# Application: XML Uploader & NER Helper

https://dash.plotly.com/dash-core-components/upload

Susan Li: https://towardsdatascience.com/parsing-xml-named-entity-recognition-in-one-shot-629a8b9846ee

StackOverflow: https://stackoverflow.com/questions/54443531/downloading-dynamically-generated-files-from-a-dash-flask-app

Dash Recipes: https://github.com/plotly/dash-recipes/blob/master/dash-download-file-link-server.py

Faculty Platform: https://docs.faculty.ai/user-guide/apps/examples/dash_file_upload_download.html

In [1]:
import warnings, re, glob, datetime, csv, sys, os, base64, io, spacy
import pandas as pd
import numpy as np
from lxml import etree

import dash, dash_table
import dash_core_components as dcc
from dash.dependencies import Input, Output, State
import dash_html_components as html
from jupyter_dash import JupyterDash

# Import spaCy language model.
nlp = spacy.load('en_core_web_sm')

# Ignore simple warnings.
warnings.simplefilter('ignore', DeprecationWarning)

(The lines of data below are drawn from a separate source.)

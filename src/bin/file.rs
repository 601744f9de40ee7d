use std::{env, fs, io, process::ExitCode, time};

use tracing::info;
use tracing_subscriber::{filter::LevelFilter, fmt::Layer, prelude::*, EnvFilter};
use treelox::rt::{Mode, TreeWalker};

/// EX_USAGE
const USAGE_ERROR: u8 = 64;
/// EX_NOINPUT
const UNREADABLE_SCRIPT: u8 = 66;

fn main() -> ExitCode {
    init_logging();

    // Skip the program name
    let mut args = env::args().skip(1);
    let (Some(file_name), None) = (args.next(), args.next()) else {
        eprintln!("Usage: file <script>");
        return ExitCode::from(USAGE_ERROR);
    };

    let source = match fs::read_to_string(&file_name) {
        Ok(source) => source,
        Err(error) => {
            eprintln!("Failed to read \"{file_name}\": {error}");
            return ExitCode::from(UNREADABLE_SCRIPT);
        }
    };

    let start = time::Instant::now();
    let mut walker = TreeWalker::new(io::stdout().lock(), Mode::Script);
    let result = treelox::run(&source, &mut walker);
    info!(elapsed = ?start.elapsed(), script = %file_name, "finished running");

    match result {
        Ok(_) => ExitCode::SUCCESS,
        Err(error) => {
            eprintln!("{}", error.to_string().trim_end());
            ExitCode::from(error.exit_code())
        }
    }
}

fn init_logging() {
    tracing_subscriber::registry()
        .with(
            Layer::new().with_writer(io::stderr).with_filter(
                EnvFilter::builder()
                    .with_default_directive(LevelFilter::WARN.into())
                    .from_env_lossy(),
            ),
        )
        .init();
}
//! A tree-walk interpreter for a small subset of Lox: globals, `print` and expressions over
//! numbers, strings, booleans and `nil`.
//!
//! Source goes through [`lex::Lexer`], [`syntax::Parser`] and finally [`rt::TreeWalker`]; [`run`]
//! chains the three.
//!
//! ```
//! use treelox::rt::{Mode, TreeWalker};
//!
//! let mut walker = TreeWalker::new(Vec::new(), Mode::Script);
//! treelox::run("var x = 5; print x + 1;", &mut walker)?;
//! assert_eq!(walker.output(), b"6\n");
//! # Ok::<(), treelox::LoxError>(())
//! ```

use std::{fmt::Display, io::Write};

pub mod ast;
pub mod env;
pub mod lex;
pub mod rt;
pub mod syntax;
pub mod value;

/// The representation used by all Lox numbers and their arithmetic operations.
pub type LoxNumber = f64;

/// The representation of integral values handed in by a host.
pub type LoxInteger = i64;

/// Everything wrong with a source text before it runs.
#[derive(Debug, Default)]
pub struct Diagnostics {
    pub lex_errors: Vec<lex::LexError>,
    pub parse_errors: Vec<syntax::ParseError>,
}

impl Diagnostics {
    pub fn is_empty(&self) -> bool {
        self.lex_errors.is_empty() && self.parse_errors.is_empty()
    }
}

impl Display for Diagnostics {
    fn fmt(&self, f: &mut std::fmt::Formatter<'_>) -> std::fmt::Result {
        if !self.lex_errors.is_empty() {
            writeln!(f, "Lexing errors:")?;
            for error in &self.lex_errors {
                writeln!(f, "- {error}")?;
            }
        }

        if !self.parse_errors.is_empty() {
            writeln!(f, "Parsing errors:")?;
            for error in &self.parse_errors {
                writeln!(f, "- {error}")?;
            }
        }

        Ok(())
    }
}

#[derive(Debug, thiserror::Error)]
pub enum LoxError {
    #[error("{0}")]
    Syntax(Diagnostics),

    #[error("[RUNTIME ERROR] {0}")]
    Runtime(#[from] rt::RuntimeError),
}

impl LoxError {
    /// The process exit status for this error, following the sysexits convention.
    pub fn exit_code(&self) -> u8 {
        match self {
            // EX_DATAERR
            LoxError::Syntax(_) => 65,
            // EX_SOFTWARE
            LoxError::Runtime(_) => 70,
        }
    }
}

/// Lexes, parses and executes `source` in the walker's session.
///
/// Nothing runs unless the whole source lexes and parses cleanly, in which case every problem found
/// is reported at once.
pub fn run<W: Write>(
    source: &str,
    walker: &mut rt::TreeWalker<W>,
) -> Result<Option<value::Value>, LoxError> {
    let (tokens, lex_errors) = lex::Lexer::new(source).lex();
    let (statements, parse_errors) = syntax::Parser::new(&tokens).parse();

    let diagnostics = Diagnostics {
        lex_errors,
        parse_errors,
    };
    if !diagnostics.is_empty() {
        return Err(LoxError::Syntax(diagnostics));
    }

    Ok(walker.execute(&statements)?)
}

# Declare directory location to shorten filepaths later.
abs_dir = "/Users/quinn.wi/Documents/SemanticData/"

## Declare Functions

In [23]:
%%time

"""
XML Parsing Function: Get Namespaces
"""
def get_namespace(root):
    namespace = re.match(r"{(.*)}", str(root.tag))
    ns = {"ns":namespace.group(1)}
    return ns


"""
XML Parsing Function: Retrieve XPaths
"""
def get_abridged_xpath(elem):
    while elem.getparent().get('{http://www.w3.org/XML/1998/namespace}id') is None:
        elem = elem.getparent()
        
        if elem.getparent().get('{http://www.w3.org/XML/1998/namespace}id') is not None:    
            ancestor = elem.getparent().tag
            xml_id = elem.getparent().get('{http://www.w3.org/XML/1998/namespace}id')
            
            abridged_xpath = f'.//ns:body//{ancestor}[@xml:id="{xml_id}"]'
            return abridged_xpath
        

"""
XML Parsing Function: Convert to String
"""
def get_text(elem):
    text_list = []
    text = ''.join(etree.tostring(elem, encoding='unicode', method='text', with_tail=False))
    text_list.append(re.sub(r'\s+', ' ', text))
    return ' '.join(text_list)

        
"""
XML Parsing Function: Get Encoded Content
"""    
def get_encoding(elem):
    encoding = etree.tostring(elem, pretty_print = True).decode('utf-8')
    encoding = re.sub('\s+', ' ', encoding) # remove additional whitespace
    return encoding



"""
XML Parsing Function: Intersperse Entity with Likely TEI Information for Capacious Regex
"""
def intersperse(lst, item):
    result = [item] * (len(lst) * 2 - 0)
    result[0::2] = lst
    return result


"""
XML Parsing Function: Write New Encoding
"""
def make_ner_suggestions(previous_encoding, entities, label_dict):
    previous_encoding = re.sub('\s+', ' ', previous_encoding, re.MULTILINE)
    entity = entities[0]
    label = label_dict[entities[1]]
    
    try:
    #     Create regex that anticipates additional encoding anywhere in tag content.
    #     Break up entity by character to intersperse possible TEI interruptions.
        expanded_entity = [c for c in entity]
        expanded_regex = '[' + "|".join(['<.*>', '</.*>', '\s*']) + ']*'

    #     Intersperse possible encoding within entity.
        expanded_regex =  r''.join(intersperse(expanded_entity, expanded_regex))
        match = re.search(expanded_regex, previous_encoding, re.VERBOSE|re.DOTALL)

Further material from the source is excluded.